This play explores some of the key equality grounds including disability and family status, and also highlights the fear associated with disclosing something about yourself which may influence how you are perceived at work.

Illustrating the impact on team members and the wider organisation, we explore the benefits of an organisational culture where diversity and inclusion is proactively supported and the consequences of getting it wrong.

Equality | Diversity | Inclusion


JACKIE: Look, people say all sorts of things. Mostly they wonder how much they'll have to pick up the slack for someone else.

GRAINNE: So there has been talk.

JACKIE: Well, I don't get into it. Just as I didn't get into it with HR about your . . . .

GRAINNE: You mean they don't know?

JACKIE: No, of course not.

GRAINNE: You didn't report our conversation?

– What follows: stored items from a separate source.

//! Courier Configuration System
//!
//! TOML-based configuration with environment variable override support.

use serde::{Deserialize, Serialize};
use std::path::Path;
use thiserror::Error;

mod loader;

pub use loader::ConfigLoader;

/// Configuration error types
#[derive(Error, Debug)]
pub enum ConfigError {
    #[error("Failed to read config file: {0}")]
    ReadError(#[from] std::io::Error),

    #[error("Failed to parse TOML: {0}")]
    ParseError(#[from] toml::de::Error),

    #[error("Invalid configuration: {0}")]
    ValidationError(String),

    #[error("Environment variable error: {0}")]
    EnvError(String),
}

/// Root application configuration
#[derive(Debug, Clone, Serialize, Deserialize)]
#[serde(default)]
pub struct AppConfig {
    pub http: HttpConfig,
    pub redis: RedisConfig,
    pub queue: QueueConfig,
    pub spool: SpoolConfig,
    pub dispatch: DispatchConfig,
    pub webhook: WebhookConfig,
    pub circuit_breaker: CircuitBreakerConfig,

    /// Data directory for local storage (spool root, etc.)
    pub data_dir: String,

    /// Enable development mode (in-memory backend, verbose logging)
    pub dev_mode: bool,
}

impl Default for AppConfig {
    fn default() -> Self {
        Self {
            http: HttpConfig::default(),
            redis: RedisConfig::default(),
            queue: QueueConfig::default(),
            spool: SpoolConfig::default(),
            dispatch: DispatchConfig::default(),
            webhook: WebhookConfig::default(),
            circuit_breaker: CircuitBreakerConfig::default(),
            data_dir: "./data".to_string(),
            dev_mode: false,
        }
    }
}

/// HTTP server configuration (webhook ingestion + monitoring API)
#[derive(Debug, Clone, Serialize, Deserialize)]
#[serde(default)]
pub struct HttpConfig {
    pub port: u16,
    pub host: String,
    pub cors_origins: Vec<String>,
}

impl Default for HttpConfig {
    fn default() -> Self {
        Self {
            port: 8080,
            host: "0.0.0.0".to_string(),
            cors_origins: vec!["http://localhost:4200".to_string()],
        }
    }
}

/// Redis configuration - backs the priority queue, throttling sets, dedup
/// keys, and multipart reassembly buffers.
#[derive(Debug, Clone, Serialize, Deserialize)]
#[serde(default)]
pub struct RedisConfig {
    pub url: String,
    pub pool_size: usize,
    /// Timeout for individual Redis round-trips, in seconds.
    pub command_timeout_secs: u64,
}

impl Default for RedisConfig {
    fn default() -> Self {
        Self {
            url: "redis://localhost:6379".to_string(),
            pool_size: 10,
            command_timeout_secs: 5,
        }
    }
}

/// Priority queue / throttling coordinator configuration.
#[derive(Debug, Clone, Serialize, Deserialize)]
#[serde(default)]
pub struct QueueConfig {
    /// TTL on the per-second `Q:tps:<unix_second>` rate counter key.
    pub rate_counter_ttl_secs: u64,
    /// Dethrottler tick interval; spec mandates 1 Hz, aligned to second boundaries.
    pub dethrottle_interval_ms: u64,
    /// Watchdog sweep interval for stuck `T:active` accounting.
    pub watchdog_interval_secs: u64,
}

impl Default for QueueConfig {
    fn default() -> Self {
        Self {
            rate_counter_ttl_secs: 10,
            dethrottle_interval_ms: 1000,
            watchdog_interval_secs: 60,
        }
    }
}

/// Filesystem spool configuration.
#[derive(Debug, Clone, Serialize, Deserialize)]
#[serde(default)]
pub struct SpoolConfig {
    /// Directory holding `msgs/`, `statuses/`, `events/` subfolders, relative
    /// to `data_dir` unless absolute.
    pub dir: String,
    /// Sweep interval for the spool flusher walker.
    pub sweep_interval_secs: u64,
    /// File mode applied to spooled records (octal, e.g. 0640).
    pub file_mode: u32,
}

impl Default for SpoolConfig {
    fn default() -> Self {
        Self {
            dir: "spool".to_string(),
            sweep_interval_secs: 30,
            file_mode: 0o640,
        }
    }
}

/// Per-channel Sender worker pool configuration.
#[derive(Debug, Clone, Serialize, Deserialize)]
#[serde(default)]
pub struct DispatchConfig {
    /// Default concurrency per channel worker, absent a channel-specific override.
    pub default_concurrency: u32,
    /// Idle timeout before a channel's worker task shuts itself down.
    pub idle_timeout_secs: u64,
    /// Multiplier applied to concurrency to size a channel's bounded queue.
    pub queue_capacity_multiplier: u32,
    /// Floor on a channel's queue capacity regardless of concurrency.
    pub min_queue_capacity: u32,
    /// HTTP send timeout for adapter dispatch calls.
    pub send_timeout_secs: u64,
    /// Maximum retryable attempts before a message is marked Failed.
    pub max_retry_attempts: u32,
}

impl Default for DispatchConfig {
    fn default() -> Self {
        Self {
            default_concurrency: 5,
            idle_timeout_secs: 300,
            queue_capacity_multiplier: 2,
            min_queue_capacity: 50,
            send_timeout_secs: 30,
            max_retry_attempts: 5,
        }
    }
}

/// Webhook ingestion / incoming pipeline configuration.
#[derive(Debug, Clone, Serialize, Deserialize)]
#[serde(default)]
pub struct WebhookConfig {
    /// TTL on the `seen:<channelUUID>:<externalID>` dedup key.
    pub dedup_ttl_secs: u64,
    /// TTL on multipart long-SMS reassembly hashes.
    pub multipart_ttl_secs: u64,
    /// HTTP timeout applied to inbound ack callbacks the pipeline issues.
    pub ack_timeout_secs: u64,
}

impl Default for WebhookConfig {
    fn default() -> Self {
        Self {
            dedup_ttl_secs: 86400,
            multipart_ttl_secs: 300,
            ack_timeout_secs: 15,
        }
    }
}

/// Per-channel circuit breaker defaults guarding outbound HTTP dispatch.
#[derive(Debug, Clone, Serialize, Deserialize)]
#[serde(default)]
pub struct CircuitBreakerConfig {
    pub enabled: bool,
    pub failure_threshold: u32,
    pub success_threshold: u32,
    pub reset_timeout_secs: u64,
}

impl Default for CircuitBreakerConfig {
    fn default() -> Self {
        Self {
            enabled: true,
            failure_threshold: 10,
            success_threshold: 5,
            reset_timeout_secs: 5,
        }
    }
}

impl AppConfig {
    /// Load configuration from a TOML file
    pub fn from_file<P: AsRef<Path>>(path: P) -> Result<Self, ConfigError> {
        let content = std::fs::read_to_string(path)?;
        let config: AppConfig = toml::from_str(&content)?;
        Ok(config)
    }

    /// Load configuration with environment variable override
    pub fn load() -> Result<Self, ConfigError> {
        let loader = ConfigLoader::new();
        loader.load()
    }

    /// Generate an example TOML configuration
    pub fn example_toml() -> String {
        r#"# Courier Configuration
# Environment variables override these settings

[http]
port = 8080
host = "0.0.0.0"
cors_origins = ["http://localhost:4200"]

[redis]
url = "redis://localhost:6379"
pool_size = 10
command_timeout_secs = 5

[queue]
rate_counter_ttl_secs = 10
dethrottle_interval_ms = 1000
watchdog_interval_secs = 60

[spool]
dir = "spool"
sweep_interval_secs = 30
file_mode = 416  # 0640 in decimal

[dispatch]
default_concurrency = 5
idle_timeout_secs = 300
queue_capacity_multiplier = 2
min_queue_capacity = 50
send_timeout_secs = 30
max_retry_attempts = 5

[webhook]
dedup_ttl_secs = 86400
multipart_ttl_secs = 300
ack_timeout_secs = 15

[circuit_breaker]
enabled = true
failure_threshold = 10
success_threshold = 5
reset_timeout_secs = 5

data_dir = "./data"
dev_mode = false
"#
        .to_string()
    }
}

#[cfg(test)]
mod tests {
    use super::*;

    #[test]
    fn default_config_round_trips_through_toml() {
        let config = AppConfig::default();
        let toml_str = toml::to_string(&config).unwrap();
        let parsed: AppConfig = toml::from_str(&toml_str).unwrap();
        assert_eq!(parsed.http.port, config.http.port);
        assert_eq!(parsed.queue.dethrottle_interval_ms, 1000);
    }

    #[test]
    fn example_toml_parses() {
        let config: AppConfig = toml::from_str(&AppConfig::example_toml()).unwrap();
        assert_eq!(config.spool.sweep_interval_secs, 30);
        assert_eq!(config.webhook.dedup_ttl_secs, 86400);
    }
}
//! RetryPolicy — a pure function translating an adapter's sentinel
//! `AdapterError` (or success) into the `MsgStatus` the Sender writes back
//! to the backend, plus whether the backend should ever retry. Analogous
//! to classifying HTTP outcomes into a mediation outcome, generalized to
//! the closed sentinel set adapters surface instead of raw status codes —
//! adapters translate their own wire codes into sentinels; the core only
//! ever classifies sentinels against one uniform table.

use courier_common::{AdapterError, ErrorTaxonomyEntry, MsgStatus};

use crate::contract::SendResult;

/// Outcome of classifying one `Send` attempt.
#[derive(Debug, Clone)]
pub struct Classification {
    pub status: MsgStatus,
    pub retryable: bool,
    pub error: Option<ErrorTaxonomyEntry>,
}

/// Classify a successful `Send` (no error, `result` holds the accepted
/// external ids). Success with at least one external id recorded is
/// `Wired`.
pub fn classify_success(result: &SendResult) -> Classification {
    if result.is_empty() {
        // An adapter that returns Ok with no external ids is violating its
        // contract; the Sender still must produce a status, so it logs and
        // treats this the same as ErrResponseUnparseable.
        return Classification {
            status: MsgStatus::Errored,
            retryable: true,
            error: Some(ErrorTaxonomyEntry {
                kind: "response_unparseable".into(),
                code: None,
                reason: Some("adapter reported success with no external id".into()),
            }),
        };
    }
    Classification { status: MsgStatus::Wired, retryable: false, error: None }
}

/// Classify a failed `Send` into a status and retryability.
pub fn classify_error(err: &AdapterError) -> Classification {
    let status = match err {
        AdapterError::ConnectionFailed(_) => MsgStatus::Errored,
        AdapterError::ResponseStatus(_) => MsgStatus::Errored,
        AdapterError::ResponseUnparseable(_) => MsgStatus::Errored,
        AdapterError::ResponseContent(_) => MsgStatus::Failed,
        AdapterError::ChannelConfig(_) => MsgStatus::Failed,
        AdapterError::FailedWithReason { .. } => MsgStatus::Failed,
        // "other / unexpected" coerces to Errored per the table's last row.
        AdapterError::Other(_) => MsgStatus::Errored,
    };

    Classification { status, retryable: err.is_retryable(), error: Some(err.taxonomy_entry()) }
}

JACKIE: Why would I? You told me in confidence. It wouldn't be appropriate.

GRAINNE: What do you mean appropriate? Jackie, I told you that I have a condition that may, or may not, impact on my performance at work. You're my direct manager. I told you in that capacity.

JACKIE: But I thought that you...

GRAINNE: I didn't tell you as a friend. It wasn't a friendly chat. There are boundaries. When I tell you something in work you have to treat that appropriately. So, you're saying that they don't know.

JACKIE: Yes, I'm saying that the company doesn't know.

GRAINNE: So where does that leave me?